Hospital managers have told us about the challenges they face in managing staff shortages and skill mix. Agency nurses can earn substantially more than permanent NHS staff, and pay can be even higher for night shifts. This can affect the morale of permanent staff. For example, substantive staff in one unit told us that they felt that they had to work twice as hard for a much lower salary than agency staff, and that this potentially caused bad feeling.

It can also mean that it is difficult to ensure a mix of permanent and agency staff on night and day shifts. As a result, agency workers may not have the level of support and supervision they require. Many patients have told us that they dislike the fact that night-shift staff are largely unknown to them and that this makes them feel vulnerable. As stated in our guidance How CQC identifies and responds to closed cultures, we know that a high use of poorly inducted agency staff who do not know people’s needs can be a warning sign of a closed culture.
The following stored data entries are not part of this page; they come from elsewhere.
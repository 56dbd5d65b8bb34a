//! SSTable Iterator
//!
//! Sequential iteration over a slice of an SSTable's entries.

use std::sync::Arc;

use super::reader::SSTable;
use crate::entry::Entry;
use crate::error::Result;

/// Iterator over SSTable entries in sorted key order.
///
/// Holds the table alive for as long as the scan runs. Stops after the
/// first read error.
pub struct SSTableIterator {
    table: Arc<SSTable>,
    /// Next entry to read
    pos: usize,
    /// One past the last entry to read
    end: usize,
}

impl SSTableIterator {
    pub(super) fn new(table: Arc<SSTable>, pos: usize, end: usize) -> Self {
        Self { table, pos, end }
    }

    /// Entries left to yield
    pub fn remaining(&self) -> usize {
        self.end.saturating_sub(self.pos)
    }
}

impl Iterator for SSTableIterator {
    type Item = Result<Entry>;

    fn next(&mut self) -> Option<Self::Item> {
        if self.pos >= self.end {
            return None;
        }
        let result = self.table.entry_at(self.pos);
        self.pos = if result.is_ok() { self.pos + 1 } else { self.end };
        Some(result)
    }

    fn size_hint(&self) -> (usize, Option<usize>) {
        (0, Some(self.remaining()))
    }
}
Some services are making additional efforts to ensure there are more permanent staff on night shifts so there is a better skill mix. Others have increased in-house training requirements as well as talking to staffing agencies about the training they provide.

We have also seen some services hiring staff from a limited pool of agency or bank staff to maintain continuity of staffing as much as possible. One provider told us that this has been made more difficult by changes to off-payroll working rules from April 2021 (IR35 legislation). This meant that block booked agency or bank staff were choosing not to continue to work at its hospital. Services are also looking at packages to offer staff for recruitment and retention, including recruiting from overseas.
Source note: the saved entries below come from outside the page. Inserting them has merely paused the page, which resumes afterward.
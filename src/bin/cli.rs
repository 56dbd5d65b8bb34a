//! TierKV CLI
//!
//! Command-line interface that opens a data directory and runs one engine
//! operation against it.

use std::process;

use clap::{Parser, Subcommand, ValueEnum};
use tierkv::{Config, Engine, ReadBackend, TierError};
use tracing_subscriber::{fmt, EnvFilter};

/// TierKV CLI
#[derive(Parser, Debug)]
#[command(name = "tierkv")]
#[command(about = "Embeddable LSM key-value store")]
#[command(version)]
struct Args {
    /// Data directory
    #[arg(short, long, default_value = "./tierkv_data")]
    data_dir: String,

    /// MemTable size limit in MB before flush
    #[arg(short = 'm', long, default_value = "4")]
    memtable_mb: usize,

    /// How SSTables are read
    #[arg(long, value_enum, default_value_t = Backend::Buffered)]
    backend: Backend,

    /// Open even if a WAL segment lost acknowledged records
    #[arg(long)]
    tolerate_wal_data_loss: bool,

    #[command(subcommand)]
    command: Commands,
}

#[derive(ValueEnum, Clone, Copy, Debug)]
enum Backend {
    Buffered,
    Mmap,
}

#[derive(Subcommand, Debug)]
enum Commands {
    /// Get a value by key
    Get {
        /// The key to get
        key: String,
    },

    /// Set a key-value pair
    Put {
        /// The key to set
        key: String,

        /// The value to set
        value: String,
    },

    /// Delete a key
    Delete {
        /// The key to delete
        key: String,
    },

    /// Print live pairs in [from, to)
    Scan {
        /// Inclusive lower bound
        #[arg(long)]
        from: Option<String>,

        /// Exclusive upper bound
        #[arg(long)]
        to: Option<String>,

        /// Stop after this many pairs
        #[arg(short, long)]
        limit: Option<usize>,
    },

    /// Write the memtable to an SSTable
    Flush,

    /// Merge all SSTables into one
    Compact,

    /// Print engine counters
    Stats,
}

fn main() {
    // Initialize tracing/logging
    let filter = EnvFilter::try_from_default_env()
        .unwrap_or_else(|_| EnvFilter::new("info,tierkv=debug"));

    fmt()
        .with_env_filter(filter)
        .with_target(true)
        .with_thread_ids(true)
        .with_writer(std::io::stderr)
        .init();

    let args = Args::parse();

    let config = Config::builder()
        .data_dir(&args.data_dir)
        .memtable_size_limit(args.memtable_mb * 1024 * 1024)
        .read_backend(match args.backend {
            Backend::Buffered => ReadBackend::Buffered,
            Backend::Mmap => ReadBackend::Mmap,
        })
        .tolerate_wal_data_loss(args.tolerate_wal_data_loss)
        .try_build();

    let engine = match config.and_then(Engine::open) {
        Ok(engine) => engine,
        Err(e) => {
            tracing::error!("Failed to open engine: {}", e);
            process::exit(1);
        }
    };

    let result = run(&engine, args.command).and_then(|()| engine.close());
    if let Err(e) = result {
        tracing::error!("Command failed: {}", e);
        process::exit(1);
    }
}

fn run(engine: &Engine, command: Commands) -> Result<(), TierError> {
    match command {
        Commands::Get { key } => match engine.get(key.as_bytes())? {
            Some(value) => println!("{}", String::from_utf8_lossy(&value)),
            None => println!("(nil)"),
        },
        Commands::Put { key, value } => {
            engine.put(key.as_bytes(), value.as_bytes())?;
            println!("OK");
        }
        Commands::Delete { key } => {
            engine.delete(key.as_bytes())?;
            println!("OK");
        }
        Commands::Scan { from, to, limit } => {
            let pairs = engine.range(
                from.as_deref().map(str::as_bytes),
                to.as_deref().map(str::as_bytes),
            )?;
            for pair in pairs.take(limit.unwrap_or(usize::MAX)) {
                let (key, value) = pair?;
                println!(
                    "{}\t{}",
                    String::from_utf8_lossy(&key),
                    String::from_utf8_lossy(&value)
                );
            }
        }
        Commands::Flush => {
            engine.flush()?;
            println!("OK");
        }
        Commands::Compact => {
            engine.compact()?;
            println!("OK");
        }
        Commands::Stats => {
            let stats = engine.stats();
            println!("memtable_size       {}", stats.memtable_size);
            println!("memtable_entries    {}", stats.memtable_entries);
            println!("flushing            {}", stats.flushing);
            println!("sstable_count       {}", stats.sstable_count);
            println!("sstable_entries     {}", stats.sstable_entries);
            println!("sstable_bytes       {}", stats.sstable_bytes);
            println!("active_generation   {}", stats.active_generation);
        }
    }
    Ok(())
}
Many services hold frequent safe staffing meetings to review staffing resources across units, to anticipate and request bank and agency cover in advance of need. Some services have a constant ‘dynamic’ staffing allocation, to expand and reduce teams to mirror the needs of patients on each ward.

Some services continue to maintain cohesive and stable teams. Good management and support of motivated staff is a key factor in this. The geographical location of units can be another factor. Some units have little staff turnover because staff are settled and happy where they live. Others are in areas that struggle to attract staff for reasons ranging from expensive costs of living in some local areas, to lack of amenities and housing stock in others. Services situated in commuting distance of other units offering London-weighted pay can also struggle to recruit. Units that report stable staffing appear most likely be valued by staff and patients.

However, many of the current measures to address staffing issues are not sustainable – the shortage of qualified mental health nurses is a systemic issue, which requires a system-wide response. These measures are also having a detrimental effect on staff wellbeing, with patients themselves telling us they were concerned about staff being overworked and exhausted.